▶ _Your assignment_
Return all lines below containing the word "debug".

▶ _Data extract_
// =============================================================================
// tickfan — Main Entry Point
// =============================================================================
//
// Composition root for the pipeline:
//
//   provider -> broker -> { stats collector -> view model,
//                           indicator engines -> signal aggregation,
//                           snapshot logger }
//
// One task owns the provider WebSocket loop, one task per consumer drives its
// logic, and everything past the broker is mutually independent. Ctrl-C (or
// the provider stream ending) closes the broker, which cascades end-of-stream
// to every consumer; there is no built-in reconnection.
// =============================================================================

// ── Module declarations ──────────────────────────────────────────────────────
mod broker;
mod config;
mod error;
mod indicators;
mod market_data;
mod signals;
mod stats;
mod types;
mod view_model;

use std::sync::Arc;
use std::time::Duration;

use anyhow::Context;
use clap::Parser;
use futures_util::StreamExt;
use tokio::sync::{mpsc, watch};
use tracing::{debug, info};
use tracing_subscriber::EnvFilter;

use crate::broker::{BrokerConfig, TradeBroker};
use crate::config::{AppConfig, Cli, ProviderKind};
use crate::indicators::{
    run_indicator, BollingerIndicator, EmaIndicator, Indicator, RsiIndicator, SmaIndicator,
    VolatilityIndicator, VolatilityMethod, VwapIndicator,
};
use crate::market_data::{FinnhubProvider, MarketDataProvider, PolygonProvider};
use crate::signals::run_signal_aggregation;
use crate::stats::{run_stats_collector, StatsCollector};
use crate::types::Symbol;
use crate::view_model::{run_view_model, ViewModel, DEFAULT_REFRESH};

/// How often the aggregator emits a per-symbol consensus.
const CONSENSUS_CADENCE: Duration = Duration::from_secs(1);
/// How often the snapshot logger prints the per-symbol stats line.
const SNAPSHOT_CADENCE: Duration = Duration::from_secs(1);

#[tokio::main]
async fn main() -> anyhow::Result<()> {
    // ── 1. Environment & config ──────────────────────────────────────────
    let _ = dotenv::dotenv();

    tracing_subscriber::fmt()
        .with_env_filter(
            EnvFilter::try_from_default_env().unwrap_or_else(|_| EnvFilter::new("info")),
        )
        .init();

    let config = AppConfig::from_cli(Cli::parse()).context("invalid configuration")?;
    info!(
        provider = %config.provider,
        symbols = ?config.symbols.iter().map(Symbol::as_str).collect::<Vec<_>>(),
        window = ?config.window,
        enhanced = config.enhanced_metrics,
        "starting tickfan"
    );

    // ── 2. Connect the provider ──────────────────────────────────────────
    let mut provider = build_provider(&config);
    provider
        .authenticate()
        .await
        .context("provider authentication failed")?;
    let trades = provider
        .subscribe(&config.symbols)
        .await
        .context("trade subscription failed")?;

    // ── 3. Broker and consumers (subscribe before the first publish) ─────
    let broker = Arc::new(TradeBroker::new(BrokerConfig::default()));

    let collector = Arc::new(StatsCollector::new(config.window));
    let stats_task = tokio::spawn(run_stats_collector(
        collector.clone(),
        broker.subscribe().into_stream(),
    ));

    let (signal_tx, signal_rx) = mpsc::channel(256);
    let mut consumer_tasks = vec![stats_task];
    for symbol in &config.symbols {
        for indicator in build_indicators(symbol, &config) {
            let sub = broker.subscribe().filter_symbol(symbol.clone());
            consumer_tasks.push(tokio::spawn(run_indicator(indicator, sub, signal_tx.clone())));
        }
    }
    // The aggregator must see the channel close once every indicator is done.
    drop(signal_tx);
    consumer_tasks.push(tokio::spawn(run_signal_aggregation(
        signal_rx,
        CONSENSUS_CADENCE,
    )));

    let (view_tx, view_rx) =
        watch::channel(ViewModel::new(config.symbols.clone(), config.max_trades));
    consumer_tasks.push(tokio::spawn(run_view_model(
        broker.subscribe().into_stream(),
        collector.clone(),
        ViewModel::new(config.symbols.clone(), config.max_trades),
        view_tx,
        DEFAULT_REFRESH,
    )));
    consumer_tasks.push(tokio::spawn(run_snapshot_logger(view_rx)));

    // ── 4. Ingest loop ───────────────────────────────────────────────────
    let ingest_broker = broker.clone();
    let mut ingest_task = tokio::spawn(async move {
        let mut trades = trades;
        let mut published: u64 = 0;
        while let Some(trade) = trades.next().await {
            if ingest_broker.publish(trade).await.is_err() {
                break;
            }
            published += 1;
        }
        ingest_broker.close();
        info!(published, "trade stream ended");
    });

    // ── 5. Run until interrupt or stream end ─────────────────────────────
    tokio::select! {
        _ = tokio::signal::ctrl_c() => {
            info!("interrupt received — shutting down");
            ingest_task.abort();
            broker.close();
        }
        _ = &mut ingest_task => {
            info!("provider stream finished — shutting down");
        }
    }

    // Idempotent: covers the path where the ingest task died without closing.
    broker.close();

    // End-of-stream has cascaded; let every consumer drain and exit.
    for task in consumer_tasks {
        let _ = task.await;
    }
    info!("tickfan stopped");
    Ok(())
}

// =============================================================================
// Wiring helpers
// =============================================================================

fn build_provider(config: &AppConfig) -> Box<dyn MarketDataProvider> {
    match config.provider {
        ProviderKind::Finnhub => Box::new(FinnhubProvider::new(
            config.token.clone(),
            config.ws_url.clone(),
        )),
        ProviderKind::Polygon => Box::new(PolygonProvider::new(
            config.token.clone(),
            config.ws_url.clone(),
        )),
    }
}

/// The indicator set per symbol: SMA/EMA/RSI always, the heavier trio behind
/// `--enhanced-metrics`.
fn build_indicators(symbol: &Symbol, config: &AppConfig) -> Vec<Box<dyn Indicator>> {
    let mut set: Vec<Box<dyn Indicator>> = vec![
        Box::new(SmaIndicator::new(20, symbol.clone())),
        Box::new(EmaIndicator::new(12, symbol.clone())),
        Box::new(RsiIndicator::new(14, symbol.clone())),
    ];
    if config.enhanced_metrics {
        set.push(Box::new(BollingerIndicator::new(20, symbol.clone())));
        set.push(Box::new(VwapIndicator::new(symbol.clone(), true)));
        set.push(Box::new(VolatilityIndicator::new(
            20,
            symbol.clone(),
            VolatilityMethod::StdDev,
            60.0,
        )));
    }
    set
}

/// UI adapter: log a compact per-symbol stats line from the latest view-model
/// snapshot. Ends when the view-model task drops the sender.
async fn run_snapshot_logger(mut updates: watch::Receiver<ViewModel>) {
    let mut ticker = tokio::time::interval(SNAPSHOT_CADENCE);
    ticker.set_missed_tick_behavior(tokio::time::MissedTickBehavior::Skip);

    loop {
        ticker.tick().await;
        if updates.has_changed().is_err() {
            break; // view-model task is gone
        }

        let view = updates.borrow_and_update().clone();
        for symbol in &view.symbols {
            let Some(state) = view.statistics.get(symbol) else {
                continue; // no trades for this symbol yet
            };
            info!(
                symbol = %symbol,
                trades = state.count(),
                mean = format!("{:.2}", state.mean()),
                vwap = format!("{:.2}", state.vwap()),
                momentum = format!("{:+.2}%", state.momentum()),
                volatility = format!("{:.1}%", state.volatility()),
                velocity = format!("{:.1}/s", state.trade_velocity()),
                "stats"
            );
        }
        if let Some(latest) = view.recent_trades.front() {
            debug!(
                symbol = %latest.symbol,
                price = latest.price,
                latency_ms = latest.latency_ms,
                "latest trade"
            );
        }
    }
    debug!("snapshot logger ended");
}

▶ _Answer for this exercise_
use tracing::{debug, info};
            debug!(
    debug!("snapshot logger ended");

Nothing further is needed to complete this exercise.